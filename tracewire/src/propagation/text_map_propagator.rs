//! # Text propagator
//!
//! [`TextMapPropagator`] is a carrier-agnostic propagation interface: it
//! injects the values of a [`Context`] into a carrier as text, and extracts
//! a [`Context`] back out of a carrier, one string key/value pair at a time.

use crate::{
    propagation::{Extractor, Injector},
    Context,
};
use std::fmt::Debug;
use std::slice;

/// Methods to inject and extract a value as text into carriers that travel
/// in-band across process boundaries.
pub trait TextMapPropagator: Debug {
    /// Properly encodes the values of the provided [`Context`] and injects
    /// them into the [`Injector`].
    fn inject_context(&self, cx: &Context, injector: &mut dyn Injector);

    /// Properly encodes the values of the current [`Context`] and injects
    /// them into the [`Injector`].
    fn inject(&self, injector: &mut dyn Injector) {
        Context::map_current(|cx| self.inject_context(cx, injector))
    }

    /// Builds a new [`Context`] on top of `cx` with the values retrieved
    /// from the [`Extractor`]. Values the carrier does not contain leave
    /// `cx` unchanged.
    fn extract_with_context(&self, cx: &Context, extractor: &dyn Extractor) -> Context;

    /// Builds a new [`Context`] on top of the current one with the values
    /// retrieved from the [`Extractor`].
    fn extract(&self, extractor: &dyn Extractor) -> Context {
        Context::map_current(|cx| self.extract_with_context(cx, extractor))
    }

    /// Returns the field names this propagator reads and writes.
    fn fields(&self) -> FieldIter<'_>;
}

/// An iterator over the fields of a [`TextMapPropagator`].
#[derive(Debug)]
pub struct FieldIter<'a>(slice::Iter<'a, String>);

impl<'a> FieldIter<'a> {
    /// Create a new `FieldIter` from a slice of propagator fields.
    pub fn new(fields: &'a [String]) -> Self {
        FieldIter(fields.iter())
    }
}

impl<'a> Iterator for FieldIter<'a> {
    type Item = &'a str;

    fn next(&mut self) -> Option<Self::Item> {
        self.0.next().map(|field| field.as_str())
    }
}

━━━━━━━━━━

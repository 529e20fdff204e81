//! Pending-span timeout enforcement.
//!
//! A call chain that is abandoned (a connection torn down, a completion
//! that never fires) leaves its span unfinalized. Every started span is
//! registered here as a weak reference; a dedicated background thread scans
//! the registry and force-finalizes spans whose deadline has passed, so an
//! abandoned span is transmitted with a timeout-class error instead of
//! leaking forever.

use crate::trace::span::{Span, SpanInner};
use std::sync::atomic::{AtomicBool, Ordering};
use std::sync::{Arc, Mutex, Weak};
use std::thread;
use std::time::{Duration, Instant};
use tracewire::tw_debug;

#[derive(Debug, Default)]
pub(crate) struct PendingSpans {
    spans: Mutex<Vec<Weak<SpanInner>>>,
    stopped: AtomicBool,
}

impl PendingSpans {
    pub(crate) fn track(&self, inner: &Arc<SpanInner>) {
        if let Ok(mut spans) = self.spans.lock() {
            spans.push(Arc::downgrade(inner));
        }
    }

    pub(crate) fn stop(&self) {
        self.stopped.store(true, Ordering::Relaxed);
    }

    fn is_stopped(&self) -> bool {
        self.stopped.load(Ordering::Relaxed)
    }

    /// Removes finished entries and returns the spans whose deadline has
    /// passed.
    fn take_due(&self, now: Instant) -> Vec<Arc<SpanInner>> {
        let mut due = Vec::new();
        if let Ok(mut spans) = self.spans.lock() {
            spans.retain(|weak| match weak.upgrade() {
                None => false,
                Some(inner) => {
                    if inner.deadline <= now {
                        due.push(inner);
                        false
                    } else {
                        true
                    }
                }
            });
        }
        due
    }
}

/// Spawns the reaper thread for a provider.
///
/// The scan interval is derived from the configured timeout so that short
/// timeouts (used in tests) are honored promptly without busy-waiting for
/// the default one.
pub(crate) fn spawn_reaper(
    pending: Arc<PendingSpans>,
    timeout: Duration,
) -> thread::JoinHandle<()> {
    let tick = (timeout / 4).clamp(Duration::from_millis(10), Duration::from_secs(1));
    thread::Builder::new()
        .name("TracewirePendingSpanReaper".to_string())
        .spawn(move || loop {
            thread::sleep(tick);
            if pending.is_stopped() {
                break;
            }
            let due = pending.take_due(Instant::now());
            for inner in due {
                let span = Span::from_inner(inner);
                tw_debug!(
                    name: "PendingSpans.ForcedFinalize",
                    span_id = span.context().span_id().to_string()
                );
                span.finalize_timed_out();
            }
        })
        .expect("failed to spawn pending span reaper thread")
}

━━━━━━━━━━

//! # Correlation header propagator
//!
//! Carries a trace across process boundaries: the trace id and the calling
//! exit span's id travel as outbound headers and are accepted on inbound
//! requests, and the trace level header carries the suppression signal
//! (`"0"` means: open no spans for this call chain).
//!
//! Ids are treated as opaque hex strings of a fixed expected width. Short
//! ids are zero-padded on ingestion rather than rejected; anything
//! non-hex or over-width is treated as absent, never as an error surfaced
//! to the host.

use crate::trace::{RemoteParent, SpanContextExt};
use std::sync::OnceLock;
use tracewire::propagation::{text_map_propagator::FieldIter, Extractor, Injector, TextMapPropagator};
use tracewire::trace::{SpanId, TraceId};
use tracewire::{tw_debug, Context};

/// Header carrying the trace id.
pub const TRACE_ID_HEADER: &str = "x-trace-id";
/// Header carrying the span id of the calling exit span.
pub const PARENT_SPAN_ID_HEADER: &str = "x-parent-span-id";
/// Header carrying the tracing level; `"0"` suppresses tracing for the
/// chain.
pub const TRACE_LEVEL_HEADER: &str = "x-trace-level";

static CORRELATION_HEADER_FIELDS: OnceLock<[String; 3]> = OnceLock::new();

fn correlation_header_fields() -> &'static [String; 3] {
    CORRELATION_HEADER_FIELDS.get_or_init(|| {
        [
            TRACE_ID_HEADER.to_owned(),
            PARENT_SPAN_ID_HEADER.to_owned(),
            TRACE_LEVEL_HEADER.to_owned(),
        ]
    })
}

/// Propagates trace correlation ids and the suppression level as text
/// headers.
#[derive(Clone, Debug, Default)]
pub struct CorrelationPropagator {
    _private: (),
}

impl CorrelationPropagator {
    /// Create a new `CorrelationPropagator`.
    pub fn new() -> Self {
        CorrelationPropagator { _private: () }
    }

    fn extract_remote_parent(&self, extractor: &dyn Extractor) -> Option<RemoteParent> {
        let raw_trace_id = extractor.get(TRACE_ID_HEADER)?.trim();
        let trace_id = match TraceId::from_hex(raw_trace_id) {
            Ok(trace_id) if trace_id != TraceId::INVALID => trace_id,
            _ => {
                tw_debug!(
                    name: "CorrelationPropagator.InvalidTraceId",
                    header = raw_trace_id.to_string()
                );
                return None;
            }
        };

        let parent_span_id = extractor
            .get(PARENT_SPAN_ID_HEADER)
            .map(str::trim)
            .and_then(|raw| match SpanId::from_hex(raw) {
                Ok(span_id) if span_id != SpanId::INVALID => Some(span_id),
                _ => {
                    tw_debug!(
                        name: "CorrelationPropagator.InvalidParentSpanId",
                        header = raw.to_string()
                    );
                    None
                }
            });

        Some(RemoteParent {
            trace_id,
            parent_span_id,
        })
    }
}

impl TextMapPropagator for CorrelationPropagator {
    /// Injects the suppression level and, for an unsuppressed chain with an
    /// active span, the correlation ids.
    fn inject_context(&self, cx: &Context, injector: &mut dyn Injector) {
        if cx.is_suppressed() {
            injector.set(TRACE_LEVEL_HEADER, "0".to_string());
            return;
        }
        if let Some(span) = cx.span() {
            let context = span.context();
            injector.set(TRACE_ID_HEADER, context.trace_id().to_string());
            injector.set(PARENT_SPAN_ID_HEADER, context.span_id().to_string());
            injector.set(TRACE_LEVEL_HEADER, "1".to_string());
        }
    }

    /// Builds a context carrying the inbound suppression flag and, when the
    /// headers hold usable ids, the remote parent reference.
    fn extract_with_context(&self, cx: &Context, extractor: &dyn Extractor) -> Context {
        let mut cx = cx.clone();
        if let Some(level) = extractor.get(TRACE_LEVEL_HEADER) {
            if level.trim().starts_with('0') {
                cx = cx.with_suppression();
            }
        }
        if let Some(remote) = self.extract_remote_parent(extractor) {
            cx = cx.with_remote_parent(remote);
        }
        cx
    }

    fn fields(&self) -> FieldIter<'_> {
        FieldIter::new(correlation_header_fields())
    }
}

━━━━━━━━━━

§ TASK PROMPT
Every line that holds the word "true" should be copied from the records above.

§ ANSWER SPACE
        self.stopped.store(true, Ordering::Relaxed);
                        true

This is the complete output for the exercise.